Camilo Martins de Oliveira
Obs: Reposição de texto publicado em 27.10.13 neste blogue.
QUE SOBRE SI NÃO SE ENGANE QUEM AMA… por Camilo Martins de Oliveira
Meu Caro José:
Ao dirigir-me tão familiarmente a si, meu Caro José, lembrei-me das hesitações de Ricardo Reis sobre o modo como tratar Marcenda na primeira carta que lhe escreve. O José resolve-lhe bem o problema: "depois de algumas folhas rasgadas achou-se com o simples nome, por ele nos devíamos tratar todos, nomeai-vos uns aos outros, para isso mesmo o nome nos foi dado e o conservamos". Nomeai-vos uns aos outros convoca esse preceito que diz "amai-vos uns aos outros", e a evocação não é gratuita, muito pouco do que o José escreve é gratuito, nem sequer os pleonasmos de que afirma não gostar mas pelos quais tantas vezes tão bem se exprime. No que tenho lido de si, há inspirações recorrentes, como se Quem o perseguisse no seu labirinto. O texto bíblico vai aparecendo, há um qualquer som evangélico que em si canta como a sombra que nos acompanha.

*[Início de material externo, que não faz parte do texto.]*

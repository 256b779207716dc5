//! Session domain model.
//!
//! A [`Session`] holds the authenticated identity and credential of the
//! running client. The invariant maintained here is that `user` is present
//! exactly when `token` is present and was last validated successfully;
//! transitions happen only through the methods below.

use crate::user::UserProfile;
use serde::{Deserialize, Serialize};

/// Authentication lifecycle phase.
///
/// `Unauthenticated -> Authenticating -> Authenticated -> (LoggingOut) -> Unauthenticated`
#[derive(Debug, Clone, Copy, PartialEq, Eq, Serialize, Deserialize)]
#[serde(rename_all = "snake_case")]
pub enum AuthPhase {
    /// No credential held
    Unauthenticated,
    /// A login/register/restore call is in flight
    Authenticating,
    /// Credential validated, user profile present
    Authenticated,
    /// Teardown in progress
    LoggingOut,
}

/// The authenticated identity and credential held by the running client.
#[derive(Debug, Clone, PartialEq, Serialize, Deserialize)]
pub struct Session {
    /// Opaque bearer token, present only while authenticated
    token: Option<String>,
    /// Profile of the signed-in user, present iff `token` was validated
    user: Option<UserProfile>,
    /// Current lifecycle phase
    phase: AuthPhase,
}

impl Default for Session {
    fn default() -> Self {
        Self {
            token: None,
            user: None,
            phase: AuthPhase::Unauthenticated,
        }
    }
}

impl Session {
    /// Creates a new unauthenticated session.
    pub fn new() -> Self {
        Self::default()
    }

    /// Marks an authentication attempt as in flight.
    pub fn begin_auth(&mut self) {
        self.phase = AuthPhase::Authenticating;
    }

    /// Establishes an authenticated session from a validated token and profile.
    pub fn establish(&mut self, token: String, user: UserProfile) {
        self.token = Some(token);
        self.user = Some(user);
        self.phase = AuthPhase::Authenticated;
    }

    /// Marks the session as tearing down.
    pub fn begin_logout(&mut self) {
        self.phase = AuthPhase::LoggingOut;
    }

    /// Clears the session back to the unauthenticated state.
    pub fn reset(&mut self) {
        self.token = None;
        self.user = None;
        self.phase = AuthPhase::Unauthenticated;
    }

    /// Returns true while a validated credential is held.
    pub fn is_authenticated(&self) -> bool {
        self.phase == AuthPhase::Authenticated && self.token.is_some()
    }

    /// Current lifecycle phase.
    pub fn phase(&self) -> AuthPhase {
        self.phase
    }

    /// The held bearer token, if any.
    pub fn token(&self) -> Option<&str> {
        self.token.as_deref()
    }

    /// The signed-in user's profile, if any.
    pub fn user(&self) -> Option<&UserProfile> {
        self.user.as_ref()
    }

    /// Replaces the profile snapshot wholesale (e.g. after a refresh).
    ///
    /// Only valid while authenticated; ignored otherwise so a stale refresh
    /// completing after logout cannot resurrect a profile.
    pub fn replace_user(&mut self, user: UserProfile) {
        if self.is_authenticated() {
            self.user = Some(user);
        }
    }
}
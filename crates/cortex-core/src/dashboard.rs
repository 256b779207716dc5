//! Dashboard summary models and derived views.

use chrono::{DateTime, NaiveDate, NaiveDateTime};
use serde::{Deserialize, Serialize};

use crate::{event::Event, insight::Insight, note::Note};

/// Aggregate counters for the dashboard header.
#[derive(Debug, Clone, Default, PartialEq, Serialize, Deserialize)]
pub struct DashboardStats {
    #[serde(default)]
    pub total_notes: u64,
    #[serde(default)]
    pub total_tasks: u64,
    #[serde(default)]
    pub completed_tasks: u64,
    #[serde(default)]
    pub in_progress_tasks: u64,
    #[serde(default)]
    pub completion_rate: f64,
    #[serde(default)]
    pub weekly_notes: u64,
    #[serde(default)]
    pub weekly_completed_tasks: u64,
}

/// The `/dashboard/summary` payload.
#[derive(Debug, Clone, Default, PartialEq, Serialize, Deserialize)]
pub struct DashboardSummary {
    #[serde(default)]
    pub stats: DashboardStats,
    #[serde(default)]
    pub today_events: Vec<Event>,
    #[serde(default)]
    pub recent_notes: Vec<Note>,
    #[serde(default)]
    pub ai_insight: Option<Insight>,
}

/// Filters events down to those starting on `today`.
///
/// Pure; recomputed whenever the source collection or the current day
/// changes. Timestamps that fail to parse are treated as not-today.
pub fn events_today<'a>(events: &'a [Event], today: NaiveDate) -> Vec<&'a Event> {
    events
        .iter()
        .filter(|event| parse_day(&event.start_time) == Some(today))
        .collect()
}

/// Parses an ISO 8601 timestamp's calendar day.
///
/// The backend emits naive UTC timestamps without an offset, so try
/// RFC 3339 first and fall back to a naive parse.
fn parse_day(timestamp: &str) -> Option<NaiveDate> {
    if let Ok(parsed) = DateTime::parse_from_rfc3339(timestamp) {
        return Some(parsed.date_naive());
    }
    NaiveDateTime::parse_from_str(timestamp, "%Y-%m-%dT%H:%M:%S%.f")
        .ok()
        .map(|dt| dt.date())
}
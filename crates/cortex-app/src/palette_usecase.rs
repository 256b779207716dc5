//! Command palette use case.
//!
//! Keyboard navigation plus the debounced search pipeline. Each keystroke
//! bumps a generation counter; the debounce task and the response handler
//! both re-check it, so a burst of typing costs one request and a stale
//! response can never overwrite a newer query's results.

use cortex_core::error::Result;
use cortex_core::palette::{Command, CommandAction, CommandPalette};
use cortex_core::search::SearchResults;
use cortex_gateway::ProductivityApi;
use std::sync::Arc;
use std::sync::atomic::{AtomicU64, Ordering};
use std::time::Duration;
use tokio::sync::RwLock;

/// Keystroke-to-request quiet period.
pub const SEARCH_DEBOUNCE: Duration = Duration::from_millis(250);

/// Use case for the command palette and its live search.
#[derive(Clone)]
pub struct PaletteUseCase {
    api: Arc<dyn ProductivityApi>,
    palette: Arc<RwLock<CommandPalette>>,
    /// Monotonic query generation; only the latest generation may search
    /// and apply results.
    generation: Arc<AtomicU64>,
}

impl PaletteUseCase {
    pub fn new(api: Arc<dyn ProductivityApi>, palette: Arc<RwLock<CommandPalette>>) -> Self {
        Self {
            api,
            palette,
            generation: Arc::new(AtomicU64::new(0)),
        }
    }

    /// Applies a new query and schedules the debounced search.
    ///
    /// A blank query clears results immediately and schedules nothing.
    pub async fn input(&self, query: &str) {
        self.palette.write().await.set_query(query);
        let generation = self.generation.fetch_add(1, Ordering::SeqCst) + 1;

        let query = query.trim().to_string();
        if query.is_empty() {
            return;
        }

        // The quiet period starts at the keystroke, not at the task's
        // first poll.
        let deadline = tokio::time::Instant::now() + SEARCH_DEBOUNCE;
        let this = self.clone();
        tokio::spawn(async move {
            tokio::time::sleep_until(deadline).await;
            if this.generation.load(Ordering::SeqCst) != generation {
                return;
            }
            match this.api.search(&query).await {
                Ok(results) => this.apply_results(generation, results).await,
                Err(err) => {
                    tracing::debug!(target: "palette", error = %err, "search failed");
                }
            }
        });
    }

    async fn apply_results(&self, generation: u64, results: SearchResults) {
        // The query may have moved on while the request was in flight
        if self.generation.load(Ordering::SeqCst) != generation {
            return;
        }
        self.palette.write().await.set_results(results);
    }

    /// Searches immediately, bypassing the debounce. Used by explicit
    /// search submission outside the palette.
    pub async fn search_now(&self, query: &str) -> Result<SearchResults> {
        self.api.search(query).await
    }

    /// Moves the selection down.
    pub async fn move_down(&self) {
        self.palette.write().await.move_down();
    }

    /// Moves the selection up.
    pub async fn move_up(&self) {
        self.palette.write().await.move_up();
    }

    /// Resolves Enter to the selected action, if any.
    pub async fn activate(&self) -> Option<CommandAction> {
        self.palette.read().await.activate()
    }

    /// Resets query, selection, and results, invalidating pending searches.
    pub async fn reset(&self) {
        self.generation.fetch_add(1, Ordering::SeqCst);
        self.palette.write().await.reset();
    }

    /// Current query text.
    pub async fn query(&self) -> String {
        self.palette.read().await.query().to_string()
    }

    /// Commands matching the current query.
    pub async fn filtered_commands(&self) -> Vec<Command> {
        self.palette
            .read()
            .await
            .filtered_commands()
            .into_iter()
            .cloned()
            .collect()
    }

    /// Latest search results, if any.
    pub async fn results(&self) -> Option<SearchResults> {
        self.palette.read().await.results().cloned()
    }
}
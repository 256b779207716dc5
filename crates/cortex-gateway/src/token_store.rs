//! Persistent token storage.
//!
//! [`FileTokenStore`] keeps the session token at `~/.config/cortex/token`
//! so a restart can restore the session without prompting for credentials.
//! The file is written with mode 600 on Unix and the token value itself is
//! never logged.

use async_trait::async_trait;
use cortex_core::credential::TokenStore;
use cortex_core::error::{CortexError, Result};
use std::path::PathBuf;
use tokio::fs;
use tokio::sync::RwLock;

/// Token storage backed by a file under the user's config directory.
pub struct FileTokenStore {
    path: PathBuf,
}

impl FileTokenStore {
    /// Creates a store at the default location, `~/.config/cortex/token`.
    pub fn new() -> Result<Self> {
        let home = dirs::home_dir()
            .ok_or_else(|| CortexError::credential("Could not determine home directory"))?;
        Ok(Self {
            path: home.join(".config").join("cortex").join("token"),
        })
    }

    /// Creates a store at an explicit path. Used by tests.
    pub fn at(path: PathBuf) -> Self {
        Self { path }
    }
}

#[async_trait]
impl TokenStore for FileTokenStore {
    async fn get(&self) -> Result<Option<String>> {
        match fs::read_to_string(&self.path).await {
            Ok(content) => {
                let token = content.trim().to_string();
                if token.is_empty() {
                    Ok(None)
                } else {
                    Ok(Some(token))
                }
            }
            Err(err) if err.kind() == std::io::ErrorKind::NotFound => Ok(None),
            Err(err) => Err(CortexError::credential(format!(
                "Failed to read stored token: {err}"
            ))),
        }
    }

    async fn set(&self, token: &str) -> Result<()> {
        if let Some(parent) = self.path.parent() {
            fs::create_dir_all(parent).await.map_err(|err| {
                CortexError::credential(format!("Failed to create config directory: {err}"))
            })?;
        }
        fs::write(&self.path, token).await.map_err(|err| {
            CortexError::credential(format!("Failed to persist token: {err}"))
        })?;

        #[cfg(unix)]
        {
            use std::os::unix::fs::PermissionsExt;
            let perms = std::fs::Permissions::from_mode(0o600);
            fs::set_permissions(&self.path, perms).await.map_err(|err| {
                CortexError::credential(format!("Failed to restrict token permissions: {err}"))
            })?;
        }

        tracing::debug!(target: "gateway", path = %self.path.display(), "token persisted");
        Ok(())
    }

    async fn remove(&self) -> Result<()> {
        match fs::remove_file(&self.path).await {
            Ok(()) => Ok(()),
            Err(err) if err.kind() == std::io::ErrorKind::NotFound => Ok(()),
            Err(err) => Err(CortexError::credential(format!(
                "Failed to remove stored token: {err}"
            ))),
        }
    }
}

/// In-memory token storage for tests and ephemeral sessions.
#[derive(Default)]
pub struct MemoryTokenStore {
    token: RwLock<Option<String>>,
}

impl MemoryTokenStore {
    pub fn new() -> Self {
        Self::default()
    }

    /// A store pre-seeded with a token, as if a previous session persisted one.
    pub fn with_token(token: &str) -> Self {
        Self {
            token: RwLock::new(Some(token.to_string())),
        }
    }
}

#[async_trait]
impl TokenStore for MemoryTokenStore {
    async fn get(&self) -> Result<Option<String>> {
        Ok(self.token.read().await.clone())
    }

    async fn set(&self, token: &str) -> Result<()> {
        *self.token.write().await = Some(token.to_string());
        Ok(())
    }

    async fn remove(&self) -> Result<()> {
        *self.token.write().await = None;
        Ok(())
    }
}

#[cfg(test)]
mod tests {
    use super::*;

    #[tokio::test]
    async fn test_file_store_roundtrip() {
        let dir = tempfile::tempdir().unwrap();
        let store = FileTokenStore::at(dir.path().join("token"));

        assert_eq!(store.get().await.unwrap(), None);

        store.set("tok-xyz").await.unwrap();
        assert_eq!(store.get().await.unwrap().as_deref(), Some("tok-xyz"));

        store.remove().await.unwrap();
        assert_eq!(store.get().await.unwrap(), None);
    }

    #[tokio::test]
    async fn test_remove_is_idempotent() {
        let dir = tempfile::tempdir().unwrap();
        let store = FileTokenStore::at(dir.path().join("token"));
        store.remove().await.unwrap();
        store.remove().await.unwrap();
    }

    #[tokio::test]
    async fn test_creates_missing_parent_directories() {
        let dir = tempfile::tempdir().unwrap();
        let store = FileTokenStore::at(dir.path().join("nested").join("deeper").join("token"));
        store.set("tok-abc").await.unwrap();
        assert_eq!(store.get().await.unwrap().as_deref(), Some("tok-abc"));
    }

    #[cfg(unix)]
    #[tokio::test]
    async fn test_token_file_is_owner_only() {
        use std::os::unix::fs::PermissionsExt;

        let dir = tempfile::tempdir().unwrap();
        let path = dir.path().join("token");
        let store = FileTokenStore::at(path.clone());
        store.set("tok-abc").await.unwrap();

        let mode = std::fs::metadata(&path).unwrap().permissions().mode();
        assert_eq!(mode & 0o777, 0o600);
    }

    #[tokio::test]
    async fn test_blank_file_reads_as_absent() {
        let dir = tempfile::tempdir().unwrap();
        let path = dir.path().join("token");
        std::fs::write(&path, "  \n").unwrap();
        let store = FileTokenStore::at(path);
        assert_eq!(store.get().await.unwrap(), None);
    }

    #[tokio::test]
    async fn test_memory_store_roundtrip() {
        let store = MemoryTokenStore::with_token("seed");
        assert_eq!(store.get().await.unwrap().as_deref(), Some("seed"));
        store.remove().await.unwrap();
        assert_eq!(store.get().await.unwrap(), None);
    }
}
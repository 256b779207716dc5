//! Focus session state machine.
//!
//! At most one focus session is active per client. The tracker is a pure
//! state machine: scheduling the once-per-second tick is the application
//! layer's job, so the transitions here stay deterministic and testable.

use serde::{Deserialize, Serialize};

use crate::error::{CortexError, Result};

/// Kind of focus session.
#[derive(Debug, Clone, Copy, PartialEq, Eq, Serialize, Deserialize)]
#[serde(rename_all = "snake_case")]
pub enum SessionType {
    Pomodoro,
    DeepWork,
    Custom,
}

impl SessionType {
    /// Wire representation used by the API.
    pub fn as_str(&self) -> &'static str {
        match self {
            Self::Pomodoro => "pomodoro",
            Self::DeepWork => "deep_work",
            Self::Custom => "custom",
        }
    }
}

/// The active focus session owned by the tracker.
#[derive(Debug, Clone, PartialEq, Serialize, Deserialize)]
pub struct FocusSession {
    /// Server-assigned session id
    pub id: i64,
    pub session_type: SessionType,
    /// Planned duration in minutes (positive)
    pub planned_minutes: u32,
    /// Whole seconds elapsed while running
    pub elapsed_secs: u64,
    /// Whether the timer is currently advancing
    pub running: bool,
}

/// Completion summary reported back to the API.
#[derive(Debug, Clone, PartialEq, Serialize, Deserialize)]
pub struct CompletionReport {
    /// Server-assigned session id
    pub session_id: i64,
    /// User-supplied quality rating (1-5)
    pub quality_rating: u8,
    /// Computed score in `[0, 10]`
    pub focus_score: f64,
}

/// Single-session focus state machine.
///
/// `Idle -> Running -> Paused -> Running -> ... -> Completed -> Idle`
#[derive(Debug, Clone, Default, PartialEq)]
pub struct FocusTracker {
    session: Option<FocusSession>,
}

impl FocusTracker {
    /// Creates an idle tracker.
    pub fn new() -> Self {
        Self::default()
    }

    /// Begins a session, transitioning to Running with zero elapsed time.
    ///
    /// # Errors
    ///
    /// `CortexError::State` if a session is already active.
    pub fn begin(&mut self, id: i64, session_type: SessionType, planned_minutes: u32) -> Result<&FocusSession> {
        if self.session.is_some() {
            return Err(CortexError::state("a focus session is already running"));
        }
        if planned_minutes == 0 {
            return Err(CortexError::state("planned duration must be positive"));
        }
        self.session = Some(FocusSession {
            id,
            session_type,
            planned_minutes,
            elapsed_secs: 0,
            running: true,
        });
        // Safe to unwrap because we just assigned it
        Ok(self.session.as_ref().unwrap())
    }

    /// Advances the elapsed counter by one second.
    ///
    /// A no-op while paused or idle, so a late tick after a transition
    /// cannot advance a frozen session.
    pub fn tick(&mut self) {
        if let Some(session) = self.session.as_mut() {
            if session.running {
                session.elapsed_secs += 1;
            }
        }
    }

    /// Flips Running <-> Paused, returning the new running state.
    ///
    /// # Errors
    ///
    /// `CortexError::State` if no session is active.
    pub fn toggle(&mut self) -> Result<bool> {
        let session = self
            .session
            .as_mut()
            .ok_or_else(|| CortexError::state("no focus session to toggle"))?;
        session.running = !session.running;
        Ok(session.running)
    }

    /// Completes the session, discarding it and returning the report.
    ///
    /// Valid from both Running and Paused. The caller reports the result to
    /// the API; local completion never depends on that call succeeding.
    ///
    /// # Errors
    ///
    /// `CortexError::State` if no session is active.
    pub fn complete(&mut self, quality_rating: u8) -> Result<CompletionReport> {
        let session = self
            .session
            .take()
            .ok_or_else(|| CortexError::state("no focus session to complete"))?;
        Ok(CompletionReport {
            session_id: session.id,
            quality_rating,
            focus_score: focus_score(session.elapsed_secs, session.planned_minutes),
        })
    }

    /// The active session, if any.
    pub fn session(&self) -> Option<&FocusSession> {
        self.session.as_ref()
    }

    /// True while a session exists (Running or Paused).
    pub fn is_active(&self) -> bool {
        self.session.is_some()
    }

    /// Remaining seconds against the plan.
    ///
    /// Goes negative on overrun; presentation clamps, the counter does not.
    pub fn remaining_secs(&self) -> Option<i64> {
        self.session
            .as_ref()
            .map(|s| i64::from(s.planned_minutes) * 60 - s.elapsed_secs as i64)
    }
}

/// `min(10, (elapsed_minutes / planned_minutes) * 10)`
fn focus_score(elapsed_secs: u64, planned_minutes: u32) -> f64 {
    let elapsed_minutes = elapsed_secs as f64 / 60.0;
    (elapsed_minutes / f64::from(planned_minutes) * 10.0).min(10.0)
}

Volto sempre a "O Ano da Morte de Ricardo Reis", ouço o poeta das "Odes" dizer a Marcenda que, ao médico que ele é e ela quer amigo, pede uma cura, um conselho, um remédio que lhe reanime a inerte mão esquerda: "Já lhe disse que não sou especialista, e a Marcenda, tanto quanto posso julgar, se está doente do coração, também está doente de si mesma, É a primeira vez que mo dizem, Todos nós sofremos duma doença, duma doença básica, digamos assim, esta que é inseparável do que somos e que, duma certa maneira, faz aquilo que somos, se não seria mais exato dizer que cada um de nós é a sua doença, por causa dela somos tão pouco, também por causa dela conseguimos ser tanto..." E quando, cansada de adiamentos, Marcenda lhe confidencia "Já quase não acredito", Ricardo lhe dirá "Defenda o que lhe resta, acreditar será o seu álibi, Para quê, Para manter a esperança, Qual, A esperança, só a esperança, nada mais, chega-se a um ponto em que não há mais nada senão ela, é então que descobrimos que ainda temos tudo." E o visitante Fernando Pessoa que, de vez em quando, regressa da mansão dos mortos para conversar com Reis, explica-lhe assim a diferença entre vivos e mortos: "A diferença é uma só, os vivos ainda têm tempo, mas o mesmo tempo lho vai acabando, para dizerem a palavra, para fazerem o gesto, Que gesto, que palavra, Não sei, morre-se de a não ter dito, morre-se de não o ter feito, é disso que se morre, não de doença, e é por isso que a um morto custa tanto aceitar a sua morte..." Assim também medita a Sophia que há-de regressar para buscar os instantes que não viveu junto do mar, na sua homenagem a Ricardo Reis:
"Não creias, Lídia,que nenhum estio Por nós perdido possa regressar Oferecendo a flor Que adiámos colher. Cada dia te é dado uma só vez E no redondo círculo da noite Não existe piedade Para aquele que hesita. Mais tarde será tarde e já é tarde. O tempo apaga tudo menos esse Longo indelével rasto Que o não-vivido deixa. Não creias na demora em que te medes. Jamais se detém Kronos cujo passo Vai sempre mais à frente Do que o teu próprio passo."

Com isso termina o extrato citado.